___ Provided records

//! Per-message state machine: per-device encryption, stale/extra/missing-device
//! recovery, identity-key-change handling, event emission. The single
//! largest module in the crate; split into `pad` (padding, independently testable)
//! and `events` (the `SendEvent` enum) alongside this state machine.

pub mod events;
pub mod pad;

use crate::address::Address;
use crate::client::{KeysForAddrResponse, OutgoingMessageWire, SignalClient};
use crate::error::{Error, Result};
use crate::signal::identity::IdentityKeyPair;
use crate::signal::prekey::PreKeyBundle;
use crate::signal::session::{RatchetSession, SessionCipher};
use crate::store::{KeyStore, KeyStoreExt};
use base64::{engine::general_purpose::STANDARD, Engine as _};
use events::{KeyChangeDecision, SendError, SendEvent, SendEventSender};
use std::sync::Arc;
use tokio::sync::Mutex;
use tracing::warn;

/// Message type tags carried on the wire alongside the ciphertext (mirrors the
/// Signal envelope's `CIPHERTEXT` / `PREKEY_BUNDLE` distinction).
const TYPE_CIPHERTEXT: i32 = 1;
const TYPE_PREKEY_BUNDLE: i32 = 3;

async fn load_session(store: &dyn KeyStore, addr: Address) -> Result<RatchetSession> {
    match store.load_session(addr).await? {
        Some(bytes) => serde_json::from_slice(&bytes).map_err(Error::from),
        None => Ok(RatchetSession::new()),
    }
}

async fn save_session(store: &dyn KeyStore, addr: Address, session: &RatchetSession) -> Result<()> {
    let bytes = serde_json::to_vec(session)?;
    store.store_session(addr, bytes).await
}

fn decode_bundle(device: &crate::client::DeviceKeysResponse, identity_key: [u8; 32]) -> Result<PreKeyBundle> {
    let signed_pub: [u8; 32] = STANDARD
        .decode(&device.signed_pre_key.public_key)
        .map_err(|e| Error::Protocol(format!("bad base64 signed prekey: {}", e)))?
        .try_into()
        .map_err(|_| Error::PreKeyError("signed prekey public key not 32 bytes".to_string()))?;
    let signature: [u8; 64] = STANDARD
        .decode(&device.signed_pre_key.signature)
        .map_err(|e| Error::Protocol(format!("bad base64 signature: {}", e)))?
        .try_into()
        .map_err(|_| Error::PreKeyError("signed prekey signature not 64 bytes".to_string()))?;

    let (pre_key_id, pre_key_public) = match &device.pre_key {
        Some(pk) => {
            let bytes: [u8; 32] = STANDARD
                .decode(&pk.public_key)
                .map_err(|e| Error::Protocol(format!("bad base64 prekey: {}", e)))?
                .try_into()
                .map_err(|_| Error::PreKeyError("prekey public key not 32 bytes".to_string()))?;
            (Some(pk.key_id), Some(bytes))
        }
        None => (None, None),
    };

    Ok(PreKeyBundle {
        registration_id: device.registration_id,
        device_id: device.device_id,
        pre_key_id,
        pre_key_public,
        signed_pre_key_id: device.signed_pre_key.key_id,
        signed_pre_key_public: signed_pub,
        signed_pre_key_signature: signature,
        identity_key,
    })
}

fn decode_identity_key(resp: &KeysForAddrResponse) -> Result<[u8; 32]> {
    STANDARD
        .decode(&resp.identity_key)
        .map_err(|e| Error::Protocol(format!("bad base64 identity key: {}", e)))?
        .try_into()
        .map_err(|_| Error::Crypto("identity key not 32 bytes".to_string()))
}

/// Drives the send of a single `(timestamp, content)` to one or more addresses.
pub struct OutgoingMessage {
    store: Arc<dyn KeyStore>,
    signal_client: Arc<SignalClient>,
    our_addr: Address,
    our_identity: IdentityKeyPair,
    our_registration_id: u32,
    timestamp: i64,
    padded_content: Vec<u8>,
    events: SendEventSender,
    pub sent: Mutex<Vec<Address>>,
    pub errors: Mutex<Vec<SendError>>,
    pub created: i64,
}

impl OutgoingMessage {
    pub fn new(
        store: Arc<dyn KeyStore>,
        signal_client: Arc<SignalClient>,
        our_addr: Address,
        our_identity: IdentityKeyPair,
        our_registration_id: u32,
        timestamp: i64,
        content: &[u8],
        events: SendEventSender,
    ) -> Self {
        Self {
            store,
            signal_client,
            our_addr,
            our_identity,
            our_registration_id,
            timestamp,
            padded_content: pad::pad(content),
            events,
            sent: Mutex::new(Vec::new()),
            errors: Mutex::new(Vec::new()),
            created: timestamp,
        }
    }

    fn emit(&self, event: SendEvent) {
        let _ = self.events.send(event);
    }

    async fn emit_sent(&self, addr: Address) {
        self.sent.lock().await.push(addr);
        self.emit(SendEvent::Sent { timestamp: self.timestamp, addr });
    }

    async fn emit_error(&self, addr: Address, reason: impl Into<String>, underlying: Error) {
        let err = SendError { addr, reason: reason.into(), underlying: Arc::new(underlying) };
        self.errors.lock().await.push(err.clone());
        self.emit(SendEvent::Error(err));
    }

    /// Public entry point: dispatches to the per-address or per-device algorithm
    /// depending on whether `addr` names a specific device.
    pub async fn send(&self, addr: Address) -> Result<()> {
        match addr.device_id {
            None => self.send_to_addr(addr, true).await,
            Some(dev) => self.send_to_device(addr, dev, true).await,
        }
    }

    /// Per-address algorithm.
    async fn send_to_addr(&self, addr: Address, recurse: bool) -> Result<()> {
        self.init_sessions_for_addr(addr).await?;

        let device_ids = self.store.get_device_ids(&addr.user_id.to_string()).await?;
        let device_ids: Vec<u32> = device_ids
            .into_iter()
            .filter(|&d| !(addr.user_id == self.our_addr.user_id && Some(d) == self.our_addr.device_id))
            .collect();

        let mut messages = Vec::new();
        for dev in &device_ids {
            match self.encrypt_for_device(addr.with_device(*dev)).await {
                Ok(wire) => messages.push(wire),
                Err(e) => {
                    self.emit_error(addr, "encrypt failed", e).await;
                    return Ok(());
                }
            }
        }

        match self.signal_client.send_messages(&addr, messages, self.timestamp).await {
            Ok(()) => {
                self.emit_sent(addr).await;
                Ok(())
            }
            Err(e) => self.recover_send_to_addr(addr, e, recurse).await,
        }
    }

    async fn recover_send_to_addr(&self, addr: Address, err: Error, recurse: bool) -> Result<()> {
        match err.status_code() {
            Some(409) if recurse => {
                match err.protocol_body().and_then(|b| serde_json::from_str::<crate::client::MismatchedDevices>(b).ok()) {
                    Some(mismatched) => {
                        warn!(%addr, extra = ?mismatched.extra_devices, missing = ?mismatched.missing_devices, "mismatched devices, recovering");
                        for dev in &mismatched.extra_devices {
                            self.store.remove_session(addr.with_device(*dev)).await?;
                        }
                        if !mismatched.missing_devices.is_empty() {
                            self.get_keys_for_addr(addr, None, false).await?;
                        }
                    }
                    None => {
                        warn!(%addr, "409 mismatched devices with unparseable body, recovering all sessions");
                        self.store.remove_all_sessions(&addr.user_id.to_string()).await?;
                    }
                }
                Box::pin(self.send_to_addr(addr, false)).await
            }
            Some(410) if recurse => {
                match err.protocol_body().and_then(|b| serde_json::from_str::<crate::client::StaleDevices>(b).ok()) {
                    Some(stale) => {
                        warn!(%addr, stale = ?stale.stale_devices, "stale devices, recovering");
                        for dev in &stale.stale_devices {
                            self.store.remove_session(addr.with_device(*dev)).await?;
                        }
                    }
                    None => {
                        warn!(%addr, "410 stale devices with unparseable body, recovering all sessions");
                        self.store.remove_all_sessions(&addr.user_id.to_string()).await?;
                    }
                }
                Box::pin(self.send_to_addr(addr, false)).await
            }
            Some(404) => {
                self.store.remove_all_sessions(&addr.user_id.to_string()).await?;
                self.emit_error(addr, "unregistered user", Error::UnregisteredUserError { addr }).await;
                Ok(())
            }
            Some(401) | Some(403) => Err(err),
            _ => {
                self.emit_error(addr, "send failed", err).await;
                Ok(())
            }
        }
    }

    /// Per-device algorithm.
    async fn send_to_device(&self, addr: Address, dev: u32, recurse: bool) -> Result<()> {
        let dev_addr = addr.with_device(dev);
        if !self.has_open_session(dev_addr).await? {
            self.get_keys_for_addr(addr, Some(dev), false).await?;
        }

        let wire = match self.encrypt_for_device(dev_addr).await {
            Ok(w) => w,
            Err(e) => {
                self.emit_error(addr, "encrypt failed", e).await;
                return Ok(());
            }
        };

        match self.signal_client.send_message(&addr, dev, wire).await {
            Ok(()) => {
                self.emit_sent(dev_addr).await;
                Ok(())
            }
            Err(e) if e.status_code() == Some(410) && recurse => {
                self.close_session_for(dev_addr).await?;
                Box::pin(self.send_to_device(addr, dev, false)).await
            }
            Err(e) => {
                self.emit_error(addr, "send failed", e).await;
                Ok(())
            }
        }
    }

    async fn has_open_session(&self, dev_addr: Address) -> Result<bool> {
        Ok(self.store.load_session(dev_addr).await?.is_some())
    }

    async fn close_session_for(&self, dev_addr: Address) -> Result<()> {
        self.store.remove_session(dev_addr).await
    }

    /// Initiate sessions for every device of `addr` that doesn't already have one.
    /// Uses a single batched fetch for the whole address when any devices are
    /// missing sessions, skipping our own device id when `addr` is our own address.
    async fn init_sessions_for_addr(&self, addr: Address) -> Result<()> {
        let known_devices = self.store.get_device_ids(&addr.user_id.to_string()).await?;
        let needs_fetch = known_devices.is_empty()
            || {
                let mut missing = false;
                for dev in &known_devices {
                    if !self.has_open_session(addr.with_device(*dev)).await? {
                        missing = true;
                    }
                }
                missing
            };
        if needs_fetch {
            self.get_keys_for_addr(addr, None, false).await?;
        }
        Ok(())
    }

    /// Fetch prekey material and call `init_outgoing` for every returned device.
    /// `device_id = None` fetches for the whole address (batched); `Some(id)`
    /// fetches for a single device. Handles the identity-key-change retry
    /// discipline (one retry via `reentrant`).
    async fn get_keys_for_addr(&self, addr: Address, device_id: Option<u32>, reentrant: bool) -> Result<()> {
        let resp = match self.signal_client.get_keys_for_addr(&addr, device_id).await {
            Ok(r) => r,
            Err(e) if e.status_code() == Some(404) => {
                match device_id {
                    None => self.store.remove_all_sessions(&addr.user_id.to_string()).await?,
                    Some(dev) => self.store.remove_session(addr.with_device(dev)).await?,
                }
                return Err(e);
            }
            Err(e) => return Err(e),
        };

        let identity_key = decode_identity_key(&resp)?;
        let user_str = addr.user_id.to_string();

        if !self.store.is_trusted_identity(&user_str, identity_key).await? {
            let decision = KeyChangeDecision::new();
            self.emit(SendEvent::KeyChange { addr, identity_key, decision: decision.clone() });
            if decision.is_accepted() && !reentrant {
                self.store.remove_identity(&user_str).await?;
                self.store.save_identity(&user_str, identity_key).await?;
                return Box::pin(self.get_keys_for_addr(addr, device_id, true)).await;
            }
            return Err(Error::IdentityKeyError { addr, identity_key: identity_key.to_vec(), accepted: decision.is_accepted() });
        }
        self.store.save_identity(&user_str, identity_key).await?;

        for device in &resp.devices {
            let bundle = decode_bundle(device, identity_key)?;
            let mut session = RatchetSession::new();
            session.init_outgoing(&bundle, &self.our_identity)?;
            save_session(self.store.as_ref(), addr.with_device(device.device_id), &session).await?;
        }
        Ok(())
    }

    /// Encrypt the padded content for one device. Untrusted-identity detection and
    /// the associated retry live in `get_keys_for_addr`, not here; by the time this
    /// is called the peer's identity is already trusted.
    async fn encrypt_for_device(&self, dev_addr: Address) -> Result<OutgoingMessageWire> {
        let mut session = load_session(self.store.as_ref(), dev_addr).await?;
        let is_first_message = session.is_first_send();

        let ciphertext = session.encrypt(&self.padded_content)?;
        let (pre_key_id, signed_pre_key_id) = session.pending_prekey_ids();
        save_session(self.store.as_ref(), dev_addr, &session).await?;

        let device_id = dev_addr.device_id.unwrap_or(1);
        let content = if is_first_message {
            let prekey_message = crate::proto::PreKeyWhisperMessage {
                registration_id: self.our_registration_id,
                pre_key_id,
                signed_pre_key_id: signed_pre_key_id
                    .ok_or_else(|| Error::SessionInitError("first send missing signed prekey id".to_string()))?,
                identity_key: self.our_identity.public_bytes(),
                message: ciphertext,
            };
            STANDARD.encode(serde_json::to_vec(&prekey_message)?)
        } else {
            STANDARD.encode(&ciphertext)
        };

        Ok(OutgoingMessageWire {
            r#type: if is_first_message { TYPE_PREKEY_BUNDLE } else { TYPE_CIPHERTEXT },
            destination_device_id: device_id,
            destination_registration_id: self.our_registration_id,
            content,
        })
    }
}

#[cfg(test)]
mod tests {
    use super::*;
    use crate::client::{SignalClientConfig};
    use crate::store::memory::MemoryKeyStore;

    fn test_identity() -> IdentityKeyPair {
        IdentityKeyPair::generate()
    }

    #[tokio::test]
    async fn padding_is_applied_to_content() {
        let store: Arc<dyn KeyStore> = Arc::new(MemoryKeyStore::new());
        let signal_client = Arc::new(SignalClient::new(SignalClientConfig::new("https://example.test"), "u.1", "pw").unwrap());
        let addr = Address::new(uuid::Uuid::new_v4(), Some(1));
        let (tx, _rx) = events::channel();
        let msg = OutgoingMessage::new(store, signal_client, addr, test_identity(), 1, 0, b"hello", tx);
        assert_eq!(msg.padded_content.len() % pad::STRIDE, 0);
    }
}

______

Required action:
Go through the material above and return each line that holds the word "already".

Expected answer:
    /// Initiate sessions for every device of `addr` that doesn't already have one.
    /// is called the peer's identity is already trusted.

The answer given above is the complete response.